Sometimes the tables are turned. Lucas occasionally has troubles in the operation, and however much he may espouse core-values of honesty and integrity, the very nature of his business starts to rot his dreams for his family. And the more Roberts investigates, the closer he comes to his target, the more his team of "Untouchables" gel, and his investigation and life begin to come into focus.
Ridley Scott misses as much as he hits. For every good film (The Duellists, Alien, Black Hawk Down, Thelma and Louise), there is a terrible one (Legend, 1492, Someone To Watch Over Me, G.I. Jane, Hannibal, A Good Year), and some that have just enough quality in them (Blade Runner, Gladiator, Matchstick Men) that his directorial brio can compensate for weaknesses and messy scripts. But here, he has a cracker-jack script by Steve Zaillian, no worries about creating "a world" out of whole cloth, and a stunning cast that includes Clarence Williams III (uncredited), Joe Morton, Armand Assante, Josh Brolin, Cuba Gooding, Jr., the magnificent Ruby Dee, Ted Levine, Roger Bart, Carla Gugino, Chiwetel Ojiofor, and top-lined by Russell Crowe, but especially Denzel Washington. When these two heavy-weights get together, their scenes crackle with invention. Everybody does incredibly lived-in work.
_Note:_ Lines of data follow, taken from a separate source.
// ---------------------------------------------------------------------------
// Indexes
// ---------------------------------------------------------------------------

fn render_index(
    change: &ChangeRecord,
    old: &Ir,
    new: &Ir,
    config: &PlannerConfig,
    id: usize,
    banner: &GroupBanner,
    out: &mut Vec<StatementRecord>,
) -> PlanResult<()> {
    let owner_key = change.object.qualifier.as_deref().unwrap_or_default();
    let (schema, owner_name) = split_catalog_key(owner_key);
    let owner = q_schema_name(schema, owner_name, config);

    match change.kind {
        ChangeKind::Create => {
            let index = differ::find_index(new, &change.object).ok_or_else(|| missing(&change.object))?;
            let concurrently = index.concurrent;
            let sql = render_index_create_stmt(&owner, index, config, concurrently);
            if concurrently {
                push_nontransactional(out, id, banner, sql, Some(wait_stanza_for_index(&owner)));
            } else {
                push(out, id, banner, sql);
            }
        }
        ChangeKind::Drop => {
            let concurrently = config.online;
            let name = quote(&change.object.name, config);
            let sql = if concurrently {
                format!("DROP INDEX CONCURRENTLY {}{name}", if_exists(config))
            } else {
                format!("DROP INDEX {}{name}", if_exists(config))
            };
            if concurrently {
                push_nontransactional(out, id, banner, sql, None);
            } else {
                push(out, id, banner, sql);
            }
        }
        ChangeKind::Alter => {
            let _ = old;
            for op in &change.sub_ops {
                match op {
                    SubOp::CreateIndexConcurrently { index } => {
                        let sql = render_index_create_stmt(&owner, index, config, true);
                        push_nontransactional(out, id, banner, sql, Some(wait_stanza_for_index(&owner)));
                    }
                    SubOp::ReplaceIndex { old_name, new_index } => {
                        let staging_name = format!("{}_pgschema_new", new_index.name);
                        let mut staging = new_index.clone();
                        staging.name = staging_name.clone();
                        let create_sql = render_index_create_stmt(&owner, &staging, config, true);
                        push_nontransactional(out, id, banner, create_sql, Some(wait_stanza_for_index(&owner)));
                        push_nontransactional(
                            out,
                            id,
                            banner,
                            format!("DROP INDEX CONCURRENTLY {}{}", if_exists(config), quote(old_name, config)),
                            None,
                        );
                        push(
                            out,
                            id,
                            banner,
                            format!(
                                "ALTER INDEX {} RENAME TO {}",
                                quote(&staging_name, config),
                                quote(&new_index.name, config)
                            ),
                        );
                    }
                    _ => {}
                }
            }
        }
    }
    Ok(())
}
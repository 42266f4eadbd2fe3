//! The intermediate representation: an immutable, flat description of a
//! database schema (§3). Two [`Ir`] values — `old` and `new` — are the sole
//! input to [`crate::plan`]; everything upstream of producing them (parsing,
//! catalog introspection) is an external collaborator's job.

pub mod builder;
pub mod comment;
pub mod common;
pub mod domain_type;
pub mod policy;
pub mod privilege;
pub mod routine;
pub mod schema;
pub mod sequence;
pub mod table;
pub mod trigger;
pub mod view;

pub use comment::Comment;
pub use common::{ObjectKind, ObjectRef, QualifiedName, TypeName};
pub use domain_type::{Domain, NamedCheck, TypeKind, UserType};
pub use policy::{Policy, PolicyCommand};
pub use privilege::{DefaultPrivilege, DefaultPrivilegeObjectType, Privilege, PrivilegeKind};
pub use routine::{Argument, ArgMode, Parallelism, ReturnType, Routine, RoutineKind, Security, Volatility};
pub use schema::{Ir, SchemaDef};
pub use sequence::Sequence;
pub use table::{
    Column, Constraint, ConstraintKind, ExcludeElement, FkAction, FkMatch, GeneratedKind,
    IdentityKind, Index, IndexKey, NullsOrder, PartitionSpec, PartitionStrategy, SortDirection,
    Table,
};
pub use trigger::{Trigger, TriggerEvent, TriggerGranularity, TriggerTiming};
pub use view::{MaterializedView, View, ViewDefinition};
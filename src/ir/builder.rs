//! Test harness for building [`Ir`] snapshots.
//!
//! A fluent API for constructing schema state in unit and property tests,
//! generalizing the teacher's `CatalogBuilder`/`TableBuilder` pair (which
//! only knew about tables) to every IR entity the planner reasons about.
//!
//! ```
//! use pgschema_plan::ir::builder::IrBuilder;
//!
//! let ir = IrBuilder::new()
//!     .table("public", "orders", |t| {
//!         t.column("id", "integer", false)
//!          .column("status", "text", true)
//!          .pk(&["id"])
//!          .index("idx_status", &["status"], false);
//!     })
//!     .build();
//! ```

use crate::ir::common::{QualifiedName, TypeName};
use crate::ir::routine::{ArgMode, Argument, Parallelism, ReturnType, Routine, RoutineKind, Security, Volatility};
use crate::ir::sequence::Sequence;
use crate::ir::table::{
    Column, Constraint, ConstraintKind, FkAction, FkMatch, GeneratedKind, IdentityKind, Index,
    IndexKey, NullsOrder, SortDirection, Table,
};
use crate::ir::view::{View, ViewDefinition};
use crate::ir::Ir;

pub struct IrBuilder {
    ir: Ir,
}

impl IrBuilder {
    pub fn new() -> Self {
        Self { ir: Ir::new() }
    }

    pub fn table(mut self, schema: &str, name: &str, f: impl FnOnce(&mut TableBuilder)) -> Self {
        let mut builder = TableBuilder::new(schema, name);
        f(&mut builder);
        self.ir.insert_table(builder.build());
        self
    }

    pub fn view(mut self, schema: &str, name: &str, select_text: &str, columns: &[&str]) -> Self {
        self.ir.insert_view(View {
            name: QualifiedName::qualified(schema, name),
            definition: ViewDefinition {
                select_text: select_text.to_string(),
                columns: columns.iter().map(|c| c.to_string()).collect(),
                referenced_objects: vec![],
            },
            comment: None,
            column_comments: vec![],
        });
        self
    }

    pub fn function(mut self, schema: &str, name: &str, f: impl FnOnce(&mut RoutineBuilder)) -> Self {
        let mut builder = RoutineBuilder::new(schema, name);
        f(&mut builder);
        self.ir.insert_routine(builder.build());
        self
    }

    pub fn sequence(mut self, schema: &str, name: &str) -> Self {
        self.ir.insert_sequence(Sequence {
            name: QualifiedName::qualified(schema, name),
            data_type: TypeName::simple("bigint"),
            start: 1,
            increment: 1,
            min_value: None,
            max_value: None,
            cache: 1,
            cycle: false,
            owned_by: None,
            comment: None,
        });
        self
    }

    pub fn build(self) -> Ir {
        self.ir
    }
}

impl Default for IrBuilder {
    fn default() -> Self {
        Self::new()
    }
}

pub struct TableBuilder {
    table: Table,
}

impl TableBuilder {
    pub fn new(schema: &str, name: &str) -> Self {
        Self {
            table: Table {
                name: QualifiedName::qualified(schema, name),
                columns: vec![],
                constraints: vec![],
                indexes: vec![],
                triggers: vec![],
                policies: vec![],
                row_security_enabled: false,
                row_security_forced: false,
                partition: None,
                partition_of: None,
                comment: None,
                grants: vec![],
            },
        }
    }

    pub fn column(&mut self, name: &str, type_name: &str, nullable: bool) -> &mut Self {
        let position = self.table.columns.len() + 1;
        self.table.columns.push(Column {
            position,
            name: name.to_string(),
            type_name: TypeName::simple(type_name),
            nullable,
            default: None,
            identity: IdentityKind::None,
            generated: GeneratedKind::None,
            comment: None,
        });
        self
    }

    pub fn column_with_default(
        &mut self,
        name: &str,
        type_name: &str,
        nullable: bool,
        default: &str,
    ) -> &mut Self {
        let position = self.table.columns.len() + 1;
        self.table.columns.push(Column {
            position,
            name: name.to_string(),
            type_name: TypeName::simple(type_name),
            nullable,
            default: Some(default.to_string()),
            identity: IdentityKind::None,
            generated: GeneratedKind::None,
            comment: None,
        });
        self
    }

    pub fn pk(&mut self, columns: &[&str]) -> &mut Self {
        self.table.constraints.push(Constraint {
            name: Some(format!("{}_pkey", self.table.name.name)),
            kind: ConstraintKind::PrimaryKey {
                columns: columns.iter().map(|s| s.to_string()).collect(),
            },
            not_valid: false,
        });
        self
    }

    pub fn unique(&mut self, name: &str, columns: &[&str]) -> &mut Self {
        self.table.constraints.push(Constraint {
            name: Some(name.to_string()),
            kind: ConstraintKind::Unique {
                columns: columns.iter().map(|s| s.to_string()).collect(),
            },
            not_valid: false,
        });
        self
    }

    pub fn check(&mut self, name: &str, expression: &str) -> &mut Self {
        self.table.constraints.push(Constraint {
            name: Some(name.to_string()),
            kind: ConstraintKind::Check {
                expression: expression.to_string(),
            },
            not_valid: false,
        });
        self
    }

    #[allow(clippy::too_many_arguments)]
    pub fn fk(
        &mut self,
        name: &str,
        columns: &[&str],
        ref_schema: &str,
        ref_table: &str,
        ref_columns: &[&str],
    ) -> &mut Self {
        self.table.constraints.push(Constraint {
            name: Some(name.to_string()),
            kind: ConstraintKind::ForeignKey {
                columns: columns.iter().map(|s| s.to_string()).collect(),
                ref_table: QualifiedName::qualified(ref_schema, ref_table),
                ref_columns: ref_columns.iter().map(|s| s.to_string()).collect(),
                on_update: FkAction::NoAction,
                on_delete: FkAction::NoAction,
                match_kind: FkMatch::Simple,
                deferrable: false,
                initially_deferred: false,
            },
            not_valid: false,
        });
        self
    }

    pub fn index(&mut self, name: &str, columns: &[&str], unique: bool) -> &mut Self {
        self.table.indexes.push(Index {
            name: name.to_string(),
            method: "btree".to_string(),
            entries: columns
                .iter()
                .map(|c| IndexKey::Column {
                    name: c.to_string(),
                    collation: None,
                    opclass: None,
                    sort: SortDirection::Asc,
                    nulls: NullsOrder::Last,
                })
                .collect(),
            include: vec![],
            predicate: None,
            unique,
            concurrent: false,
        });
        self
    }

    pub fn build(self) -> Table {
        self.table
    }
}

pub struct RoutineBuilder {
    routine: Routine,
}

impl RoutineBuilder {
    pub fn new(schema: &str, name: &str) -> Self {
        Self {
            routine: Routine {
                kind: RoutineKind::Function,
                name: QualifiedName::qualified(schema, name),
                args: vec![],
                returns: Some(ReturnType::Scalar(TypeName::simple("void"))),
                language: "plpgsql".to_string(),
                volatility: Volatility::Volatile,
                strict: false,
                security: Security::Invoker,
                parallel: Parallelism::Unsafe,
                leakproof: false,
                body: String::new(),
                set_clauses: vec![],
                comment: None,
            },
        }
    }

    pub fn arg(&mut self, name: &str, type_name: &str) -> &mut Self {
        self.routine.args.push(Argument {
            mode: ArgMode::In,
            name: Some(name.to_string()),
            type_name: TypeName::simple(type_name),
            default: None,
        });
        self
    }

    pub fn returns(&mut self, type_name: &str) -> &mut Self {
        self.routine.returns = Some(ReturnType::Scalar(TypeName::simple(type_name)));
        self
    }

    pub fn body(&mut self, body: &str) -> &mut Self {
        self.routine.body = body.to_string();
        self
    }

    pub fn build(self) -> Routine {
        self.routine
    }
}

#[cfg(test)]
mod tests {
    use super::*;

    #[test]
    fn builder_constructs_table_with_pk_and_index() {
        let ir = IrBuilder::new()
            .table("public", "orders", |t| {
                t.column("id", "integer", false)
                    .column("customer_id", "integer", false)
                    .column("status", "text", true)
                    .pk(&["id"])
                    .fk("fk_customer", &["customer_id"], "public", "customers", &["id"])
                    .index("idx_status", &["status"], false);
            })
            .build();

        let orders = ir.tables.get("public.orders").unwrap();
        assert_eq!(orders.columns.len(), 3);
        assert_eq!(orders.indexes.len(), 1);
        assert_eq!(orders.constraints.len(), 2);
    }

    #[test]
    fn builder_constructs_view_and_function() {
        let ir = IrBuilder::new()
            .view("public", "active_orders", "SELECT id FROM public.orders", &["id"])
            .function("public", "total", |f| {
                f.arg("order_id", "integer").returns("numeric").body("SELECT 1");
            })
            .build();

        assert!(ir.views.contains_key("public.active_orders"));
        assert!(ir.routines.contains_key("public.total(integer)"));
    }
}
//! Planner error kinds.
//!
//! Every error here is fatal to a single `plan()` invocation — none are
//! retried, and no "best-effort partial script" is ever produced. Each
//! variant carries a structured payload identifying the object(s) involved,
//! following the teacher's `ConfigError` / `LoadError` shape (one enum per
//! fallible boundary, `thiserror`-derived, `#[source]` chained where there is
//! an underlying cause).

use crate::ir::ObjectRef;
use thiserror::Error;

#[derive(Debug, Error)]
pub enum PlanError {
    /// Source DDL text is not valid SQL. Surfaced by the (external) parser
    /// collaborator; the planner only wraps it when an IR provider hands
    /// back a parse failure instead of a finished IR.
    #[error("parse error in {object}: {message}")]
    ParseError { object: String, message: String },

    /// An object references another object that does not resolve within the
    /// IR and is not declared external.
    #[error("{object} references undefined object '{unresolved_name}'")]
    ReferenceResolution {
        object: ObjectRef,
        unresolved_name: String,
    },

    /// A dependency edge was required but neither endpoint exists in either
    /// IR (e.g. an ignore pattern silently dropped the referenced object).
    #[error("dangling reference: {from} depends on {to}, which exists in neither schema")]
    DanglingReference { from: ObjectRef, to: ObjectRef },

    /// The dependency graph contains a cycle that none of the §4.4
    /// cycle-breaking rules can resolve.
    #[error("unresolvable dependency cycle among: {}", objects_to_string(.0))]
    UnresolvableCycle(Vec<ObjectRef>),

    /// The requested transition has no safe DDL representation — e.g. a
    /// column type change with no implicit cast and no caller-supplied
    /// `USING` clause.
    #[error("unsupported change on {object}: {reason}")]
    UnsupportedChange { object: ObjectRef, reason: String },

    /// `online = true` was requested together with `transactional = true`.
    /// Concurrent operations cannot run inside a transaction, so this
    /// combination is rejected outright rather than silently downgraded.
    #[error("online mode requires transactional = false, but both were requested")]
    PolicyConflict,
}

fn objects_to_string(objects: &[ObjectRef]) -> String {
    objects
        .iter()
        .map(|o| o.to_string())
        .collect::<Vec<_>>()
        .join(" -> ")
}

pub type PlanResult<T> = Result<T, PlanError>;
And nobody less than the director. This is Ridley Scott's best film in ages. At times the details get a bit murky, but Scott does so to keep a multi-faceted story moving at a brisk pace. And he pulls off some amazing little camera tricks that stun, and some of the most unpretentious action-sequences put to film. Those action sequences are rough stuff--the film begins with the immolation and point-blank gundown of a mob rival--and the junkie sequences are harrowing, so one should be warned. But missing it would be missing a great film.
"American Gangster" is a full-price ticket
* a casual glance at the internet will disprove a lot of myth from fact. Lucas did not work for crime boss "Bumpy" Johnson for 15 years, but five (he's been in prison before), he was not with him when he died, did not marry "Miss Puerto Rico," or own "Small's" nightclub. And that's just the start for Lucas. The real Roberts is a bit miffed that to attract Crowe, they beefed up his part by making him more of a loser. Lucas admits that the film is "about 20% true."
** The names "Eddie Egan" and "Sonny Grosso" are invoked early on, and Crowe's Roberts employs a foot-chase under the "El" that figured so prominently in the movie.